### [EXERCISE INSTRUCTIONS]
Retype, word for word, every line from the one holding "not be interpreted." through the one holding "assert_eq!(result.return_code(), 0);" in the entries below, both included, and only those lines.
---------- RECORDS PROVIDED
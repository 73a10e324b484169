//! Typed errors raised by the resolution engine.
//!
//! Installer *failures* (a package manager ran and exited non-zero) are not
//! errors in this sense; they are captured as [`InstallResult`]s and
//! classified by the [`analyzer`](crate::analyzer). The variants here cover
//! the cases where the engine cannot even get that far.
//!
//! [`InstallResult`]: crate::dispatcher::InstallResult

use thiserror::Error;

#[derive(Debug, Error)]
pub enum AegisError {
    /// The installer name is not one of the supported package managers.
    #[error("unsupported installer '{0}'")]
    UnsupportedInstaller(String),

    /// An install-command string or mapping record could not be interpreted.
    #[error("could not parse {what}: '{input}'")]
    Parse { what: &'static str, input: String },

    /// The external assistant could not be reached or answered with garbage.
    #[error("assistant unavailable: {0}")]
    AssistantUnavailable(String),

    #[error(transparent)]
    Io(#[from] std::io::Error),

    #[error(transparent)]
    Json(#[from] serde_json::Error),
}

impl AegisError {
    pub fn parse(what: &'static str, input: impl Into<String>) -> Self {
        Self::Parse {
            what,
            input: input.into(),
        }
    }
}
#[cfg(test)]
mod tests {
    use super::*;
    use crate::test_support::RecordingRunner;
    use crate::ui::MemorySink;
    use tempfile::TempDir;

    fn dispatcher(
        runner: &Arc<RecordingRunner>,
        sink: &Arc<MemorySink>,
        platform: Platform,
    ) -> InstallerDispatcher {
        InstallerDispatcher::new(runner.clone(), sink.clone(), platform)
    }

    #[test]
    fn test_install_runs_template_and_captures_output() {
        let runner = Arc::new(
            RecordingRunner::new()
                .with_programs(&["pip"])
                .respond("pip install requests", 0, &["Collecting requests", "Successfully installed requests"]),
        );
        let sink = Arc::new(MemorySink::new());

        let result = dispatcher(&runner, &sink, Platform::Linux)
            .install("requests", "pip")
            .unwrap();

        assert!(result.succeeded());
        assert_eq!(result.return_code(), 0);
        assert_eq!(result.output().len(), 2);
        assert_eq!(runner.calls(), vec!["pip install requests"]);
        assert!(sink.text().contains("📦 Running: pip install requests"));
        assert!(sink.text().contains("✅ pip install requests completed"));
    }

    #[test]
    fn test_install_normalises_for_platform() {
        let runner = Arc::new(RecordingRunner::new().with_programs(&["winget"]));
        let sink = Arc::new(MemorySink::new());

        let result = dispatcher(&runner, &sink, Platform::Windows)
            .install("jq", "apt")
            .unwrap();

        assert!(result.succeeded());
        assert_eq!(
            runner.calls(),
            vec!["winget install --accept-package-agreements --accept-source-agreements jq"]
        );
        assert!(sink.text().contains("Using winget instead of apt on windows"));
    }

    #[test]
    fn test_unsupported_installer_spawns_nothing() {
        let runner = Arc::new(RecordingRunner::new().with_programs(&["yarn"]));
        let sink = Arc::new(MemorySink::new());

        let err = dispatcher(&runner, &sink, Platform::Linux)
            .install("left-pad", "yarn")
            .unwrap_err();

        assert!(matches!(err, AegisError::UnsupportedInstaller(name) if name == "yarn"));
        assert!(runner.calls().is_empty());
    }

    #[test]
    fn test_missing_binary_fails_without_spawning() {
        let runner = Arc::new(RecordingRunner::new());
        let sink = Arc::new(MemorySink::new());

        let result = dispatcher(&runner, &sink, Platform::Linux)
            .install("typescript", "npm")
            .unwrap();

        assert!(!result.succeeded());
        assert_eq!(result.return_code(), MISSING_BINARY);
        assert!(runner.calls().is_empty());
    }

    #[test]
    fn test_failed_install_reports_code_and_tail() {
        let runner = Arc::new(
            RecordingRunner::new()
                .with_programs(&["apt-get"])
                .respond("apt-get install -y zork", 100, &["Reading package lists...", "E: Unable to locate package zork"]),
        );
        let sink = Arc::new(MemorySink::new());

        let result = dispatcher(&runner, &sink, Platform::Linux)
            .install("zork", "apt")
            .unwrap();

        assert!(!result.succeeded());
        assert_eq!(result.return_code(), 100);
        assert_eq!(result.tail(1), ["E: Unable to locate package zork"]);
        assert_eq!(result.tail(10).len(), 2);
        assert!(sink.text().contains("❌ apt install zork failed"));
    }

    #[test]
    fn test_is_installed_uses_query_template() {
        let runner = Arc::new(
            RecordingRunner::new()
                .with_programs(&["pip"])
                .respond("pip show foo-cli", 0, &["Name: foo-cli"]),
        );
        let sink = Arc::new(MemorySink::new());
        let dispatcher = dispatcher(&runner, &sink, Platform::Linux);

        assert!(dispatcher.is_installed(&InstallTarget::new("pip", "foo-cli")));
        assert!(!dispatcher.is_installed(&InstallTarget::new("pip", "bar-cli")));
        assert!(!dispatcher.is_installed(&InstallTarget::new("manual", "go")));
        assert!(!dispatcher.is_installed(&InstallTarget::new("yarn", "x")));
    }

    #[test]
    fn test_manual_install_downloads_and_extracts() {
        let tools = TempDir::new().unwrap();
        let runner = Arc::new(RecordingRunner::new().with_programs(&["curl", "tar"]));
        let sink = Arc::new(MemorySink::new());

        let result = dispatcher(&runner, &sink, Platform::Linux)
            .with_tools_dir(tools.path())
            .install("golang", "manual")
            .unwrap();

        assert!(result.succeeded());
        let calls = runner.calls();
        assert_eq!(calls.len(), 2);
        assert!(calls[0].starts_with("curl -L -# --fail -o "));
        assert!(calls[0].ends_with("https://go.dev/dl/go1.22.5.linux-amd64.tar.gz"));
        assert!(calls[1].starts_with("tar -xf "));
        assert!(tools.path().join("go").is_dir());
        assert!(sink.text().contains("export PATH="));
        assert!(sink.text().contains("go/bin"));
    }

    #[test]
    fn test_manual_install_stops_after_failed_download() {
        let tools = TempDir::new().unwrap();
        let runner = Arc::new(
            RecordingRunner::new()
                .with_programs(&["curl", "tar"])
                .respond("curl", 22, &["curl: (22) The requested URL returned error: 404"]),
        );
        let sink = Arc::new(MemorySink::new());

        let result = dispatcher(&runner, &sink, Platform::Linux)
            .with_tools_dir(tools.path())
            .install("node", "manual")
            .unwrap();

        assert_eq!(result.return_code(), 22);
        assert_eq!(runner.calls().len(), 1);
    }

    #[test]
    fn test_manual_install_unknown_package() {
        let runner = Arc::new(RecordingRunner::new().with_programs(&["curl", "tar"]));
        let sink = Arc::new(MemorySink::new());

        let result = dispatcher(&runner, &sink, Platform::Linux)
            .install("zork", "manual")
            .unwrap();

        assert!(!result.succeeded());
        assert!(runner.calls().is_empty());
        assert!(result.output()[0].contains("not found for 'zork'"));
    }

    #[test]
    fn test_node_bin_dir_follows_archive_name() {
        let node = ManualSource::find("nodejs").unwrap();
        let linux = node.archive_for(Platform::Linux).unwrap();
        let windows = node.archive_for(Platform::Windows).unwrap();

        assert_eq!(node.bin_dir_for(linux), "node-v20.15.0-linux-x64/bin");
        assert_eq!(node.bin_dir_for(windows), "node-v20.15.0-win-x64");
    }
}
--------------------
---------- RECORDS PROVIDED
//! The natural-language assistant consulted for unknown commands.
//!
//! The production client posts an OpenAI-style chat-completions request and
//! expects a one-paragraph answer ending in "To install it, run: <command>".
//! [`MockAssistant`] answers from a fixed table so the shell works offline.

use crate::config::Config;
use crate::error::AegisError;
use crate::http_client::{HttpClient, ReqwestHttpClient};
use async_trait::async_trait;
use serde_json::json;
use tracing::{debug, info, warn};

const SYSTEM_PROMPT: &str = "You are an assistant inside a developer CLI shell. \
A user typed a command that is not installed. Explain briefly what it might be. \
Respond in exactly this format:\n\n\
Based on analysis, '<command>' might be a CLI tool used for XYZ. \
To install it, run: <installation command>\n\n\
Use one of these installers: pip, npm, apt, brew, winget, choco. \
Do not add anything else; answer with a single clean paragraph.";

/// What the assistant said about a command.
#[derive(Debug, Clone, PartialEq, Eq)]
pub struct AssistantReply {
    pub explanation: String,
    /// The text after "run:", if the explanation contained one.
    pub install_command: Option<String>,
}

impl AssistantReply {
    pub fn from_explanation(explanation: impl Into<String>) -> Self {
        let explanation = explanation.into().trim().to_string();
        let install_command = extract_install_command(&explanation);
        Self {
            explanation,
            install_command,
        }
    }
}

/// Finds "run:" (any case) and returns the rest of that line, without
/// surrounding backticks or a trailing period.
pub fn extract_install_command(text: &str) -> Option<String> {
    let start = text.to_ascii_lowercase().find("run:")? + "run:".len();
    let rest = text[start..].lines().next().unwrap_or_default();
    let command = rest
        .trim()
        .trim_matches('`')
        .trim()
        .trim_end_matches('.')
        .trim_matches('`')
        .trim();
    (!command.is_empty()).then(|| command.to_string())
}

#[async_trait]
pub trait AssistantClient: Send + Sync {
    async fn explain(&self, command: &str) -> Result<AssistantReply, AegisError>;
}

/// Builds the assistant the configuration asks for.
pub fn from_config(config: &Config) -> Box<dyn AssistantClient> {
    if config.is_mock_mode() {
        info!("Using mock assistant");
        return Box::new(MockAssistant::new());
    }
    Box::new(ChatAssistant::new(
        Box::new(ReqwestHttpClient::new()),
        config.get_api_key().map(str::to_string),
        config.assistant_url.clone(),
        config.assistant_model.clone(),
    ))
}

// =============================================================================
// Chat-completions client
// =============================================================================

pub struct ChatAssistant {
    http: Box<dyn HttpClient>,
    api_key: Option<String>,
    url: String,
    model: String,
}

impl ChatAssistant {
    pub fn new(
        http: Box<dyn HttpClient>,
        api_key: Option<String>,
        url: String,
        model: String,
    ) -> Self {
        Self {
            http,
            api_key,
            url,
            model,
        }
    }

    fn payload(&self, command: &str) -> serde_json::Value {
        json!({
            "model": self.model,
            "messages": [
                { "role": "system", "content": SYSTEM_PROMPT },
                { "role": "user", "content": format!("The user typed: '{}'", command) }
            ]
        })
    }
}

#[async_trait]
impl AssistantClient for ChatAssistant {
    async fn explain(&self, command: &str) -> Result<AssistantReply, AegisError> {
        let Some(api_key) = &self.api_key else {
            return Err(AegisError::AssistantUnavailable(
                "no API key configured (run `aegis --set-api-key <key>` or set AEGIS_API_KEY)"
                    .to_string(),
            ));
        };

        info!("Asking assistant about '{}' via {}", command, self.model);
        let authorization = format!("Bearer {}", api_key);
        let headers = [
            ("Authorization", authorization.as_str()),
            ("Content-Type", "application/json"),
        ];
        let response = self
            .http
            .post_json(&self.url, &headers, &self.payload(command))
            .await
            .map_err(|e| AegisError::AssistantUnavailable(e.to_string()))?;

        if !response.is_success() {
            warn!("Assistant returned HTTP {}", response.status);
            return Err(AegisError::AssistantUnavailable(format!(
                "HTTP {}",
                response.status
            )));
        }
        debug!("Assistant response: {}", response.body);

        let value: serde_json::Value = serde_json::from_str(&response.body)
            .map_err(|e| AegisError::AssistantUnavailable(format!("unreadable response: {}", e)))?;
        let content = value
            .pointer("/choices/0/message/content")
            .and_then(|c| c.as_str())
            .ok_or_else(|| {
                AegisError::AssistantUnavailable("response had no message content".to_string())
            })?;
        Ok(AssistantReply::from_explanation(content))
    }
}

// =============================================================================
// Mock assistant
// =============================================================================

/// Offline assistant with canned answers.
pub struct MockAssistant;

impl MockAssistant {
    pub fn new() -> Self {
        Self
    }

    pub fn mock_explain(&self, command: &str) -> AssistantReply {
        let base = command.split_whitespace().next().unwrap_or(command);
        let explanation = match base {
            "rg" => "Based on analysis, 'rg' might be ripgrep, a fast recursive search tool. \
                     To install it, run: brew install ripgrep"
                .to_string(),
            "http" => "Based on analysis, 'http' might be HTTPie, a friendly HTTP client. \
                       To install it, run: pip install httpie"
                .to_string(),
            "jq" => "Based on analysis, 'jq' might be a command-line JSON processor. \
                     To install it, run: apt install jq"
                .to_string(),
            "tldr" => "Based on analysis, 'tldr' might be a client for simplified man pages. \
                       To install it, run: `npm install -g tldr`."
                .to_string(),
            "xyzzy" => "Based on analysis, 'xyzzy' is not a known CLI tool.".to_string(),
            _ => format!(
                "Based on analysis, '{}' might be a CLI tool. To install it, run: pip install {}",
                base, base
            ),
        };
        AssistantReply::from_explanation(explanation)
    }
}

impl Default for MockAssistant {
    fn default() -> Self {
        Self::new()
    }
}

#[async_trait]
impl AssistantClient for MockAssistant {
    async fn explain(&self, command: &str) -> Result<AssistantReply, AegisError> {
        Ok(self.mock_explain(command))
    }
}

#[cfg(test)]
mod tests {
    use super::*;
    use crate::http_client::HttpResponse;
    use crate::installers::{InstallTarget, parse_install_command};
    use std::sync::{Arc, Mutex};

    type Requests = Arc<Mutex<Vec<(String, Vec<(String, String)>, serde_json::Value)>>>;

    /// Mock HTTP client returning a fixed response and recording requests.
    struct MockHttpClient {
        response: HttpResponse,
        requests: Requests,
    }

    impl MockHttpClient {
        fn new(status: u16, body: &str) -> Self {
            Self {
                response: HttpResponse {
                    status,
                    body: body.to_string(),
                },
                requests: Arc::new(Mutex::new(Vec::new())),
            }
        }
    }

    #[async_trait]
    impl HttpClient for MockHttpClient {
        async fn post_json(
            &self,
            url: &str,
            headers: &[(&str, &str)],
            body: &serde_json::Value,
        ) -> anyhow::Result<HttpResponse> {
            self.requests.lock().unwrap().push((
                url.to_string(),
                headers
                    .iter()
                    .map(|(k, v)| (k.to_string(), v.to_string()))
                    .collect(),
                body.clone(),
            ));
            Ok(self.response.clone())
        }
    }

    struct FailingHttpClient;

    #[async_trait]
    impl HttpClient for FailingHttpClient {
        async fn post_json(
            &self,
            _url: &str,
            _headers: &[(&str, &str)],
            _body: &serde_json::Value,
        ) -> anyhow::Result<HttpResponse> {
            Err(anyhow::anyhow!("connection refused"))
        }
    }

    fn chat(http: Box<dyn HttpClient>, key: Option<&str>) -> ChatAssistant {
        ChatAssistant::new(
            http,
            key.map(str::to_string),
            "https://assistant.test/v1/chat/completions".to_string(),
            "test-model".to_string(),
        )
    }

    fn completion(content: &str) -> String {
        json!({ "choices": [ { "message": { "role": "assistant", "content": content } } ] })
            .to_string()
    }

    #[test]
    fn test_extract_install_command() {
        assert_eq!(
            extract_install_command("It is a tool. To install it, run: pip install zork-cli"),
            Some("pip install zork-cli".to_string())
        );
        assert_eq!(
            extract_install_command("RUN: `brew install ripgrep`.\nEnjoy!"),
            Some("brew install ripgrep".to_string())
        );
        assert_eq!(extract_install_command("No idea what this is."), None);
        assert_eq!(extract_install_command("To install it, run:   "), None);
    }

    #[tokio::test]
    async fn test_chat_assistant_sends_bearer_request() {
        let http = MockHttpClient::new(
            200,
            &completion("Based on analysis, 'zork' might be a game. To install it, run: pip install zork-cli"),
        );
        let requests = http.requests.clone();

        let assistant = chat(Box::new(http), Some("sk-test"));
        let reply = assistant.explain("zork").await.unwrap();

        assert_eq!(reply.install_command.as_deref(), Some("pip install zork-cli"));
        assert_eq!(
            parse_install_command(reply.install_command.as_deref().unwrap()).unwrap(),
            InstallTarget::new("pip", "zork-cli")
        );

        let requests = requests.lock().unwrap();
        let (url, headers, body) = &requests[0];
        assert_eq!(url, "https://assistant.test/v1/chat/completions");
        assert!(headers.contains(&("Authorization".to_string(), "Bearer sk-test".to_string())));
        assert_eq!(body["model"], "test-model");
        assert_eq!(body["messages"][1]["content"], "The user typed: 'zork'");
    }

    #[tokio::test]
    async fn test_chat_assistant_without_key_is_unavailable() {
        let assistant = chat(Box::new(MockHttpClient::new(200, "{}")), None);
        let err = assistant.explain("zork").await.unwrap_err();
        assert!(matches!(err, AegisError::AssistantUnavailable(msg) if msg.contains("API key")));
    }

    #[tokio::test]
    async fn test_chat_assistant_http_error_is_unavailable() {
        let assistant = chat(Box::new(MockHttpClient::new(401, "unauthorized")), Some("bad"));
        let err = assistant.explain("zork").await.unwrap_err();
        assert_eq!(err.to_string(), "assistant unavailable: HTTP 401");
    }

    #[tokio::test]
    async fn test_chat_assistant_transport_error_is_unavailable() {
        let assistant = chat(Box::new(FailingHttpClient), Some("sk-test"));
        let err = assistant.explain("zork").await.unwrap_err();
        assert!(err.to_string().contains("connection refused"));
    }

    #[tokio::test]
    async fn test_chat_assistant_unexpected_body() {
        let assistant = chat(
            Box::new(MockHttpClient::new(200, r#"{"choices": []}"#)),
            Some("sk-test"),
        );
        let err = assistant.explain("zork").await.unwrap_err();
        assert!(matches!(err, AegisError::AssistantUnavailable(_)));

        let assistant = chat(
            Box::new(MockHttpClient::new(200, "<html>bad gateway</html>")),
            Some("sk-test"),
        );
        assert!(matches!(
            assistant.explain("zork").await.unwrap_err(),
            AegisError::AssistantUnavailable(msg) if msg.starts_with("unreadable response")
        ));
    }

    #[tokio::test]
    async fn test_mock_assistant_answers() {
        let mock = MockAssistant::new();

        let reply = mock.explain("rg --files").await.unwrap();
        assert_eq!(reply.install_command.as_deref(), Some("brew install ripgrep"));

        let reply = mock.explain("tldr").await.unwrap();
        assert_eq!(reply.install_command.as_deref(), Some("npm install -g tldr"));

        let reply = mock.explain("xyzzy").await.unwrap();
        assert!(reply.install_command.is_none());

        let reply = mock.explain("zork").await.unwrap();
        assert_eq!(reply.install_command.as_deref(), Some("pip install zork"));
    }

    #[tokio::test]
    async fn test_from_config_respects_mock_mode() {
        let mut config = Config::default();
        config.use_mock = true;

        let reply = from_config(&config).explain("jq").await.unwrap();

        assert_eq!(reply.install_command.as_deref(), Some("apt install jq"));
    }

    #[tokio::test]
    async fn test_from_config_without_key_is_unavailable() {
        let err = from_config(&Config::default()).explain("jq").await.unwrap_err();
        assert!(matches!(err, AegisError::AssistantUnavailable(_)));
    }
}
--------------------
### [OUTPUT OF THE EXERCISE]
    /// An install-command string or mapping record could not be interpreted.
    #[error("could not parse {what}: '{input}'")]
    Parse { what: &'static str, input: String },

    /// The external assistant could not be reached or answered with garbage.
    #[error("assistant unavailable: {0}")]
    AssistantUnavailable(String),

    #[error(transparent)]
    Io(#[from] std::io::Error),

    #[error(transparent)]
    Json(#[from] serde_json::Error),
}

impl AegisError {
    pub fn parse(what: &'static str, input: impl Into<String>) -> Self {
        Self::Parse {
            what,
            input: input.into(),
        }
    }
}
#[cfg(test)]
mod tests {
    use super::*;
    use crate::test_support::RecordingRunner;
    use crate::ui::MemorySink;
    use tempfile::TempDir;

    fn dispatcher(
        runner: &Arc<RecordingRunner>,
        sink: &Arc<MemorySink>,
        platform: Platform,
    ) -> InstallerDispatcher {
        InstallerDispatcher::new(runner.clone(), sink.clone(), platform)
    }

    #[test]
    fn test_install_runs_template_and_captures_output() {
        let runner = Arc::new(
            RecordingRunner::new()
                .with_programs(&["pip"])
                .respond("pip install requests", 0, &["Collecting requests", "Successfully installed requests"]),
        );
        let sink = Arc::new(MemorySink::new());

        let result = dispatcher(&runner, &sink, Platform::Linux)
            .install("requests", "pip")
            .unwrap();

        assert!(result.succeeded());
        assert_eq!(result.return_code(), 0);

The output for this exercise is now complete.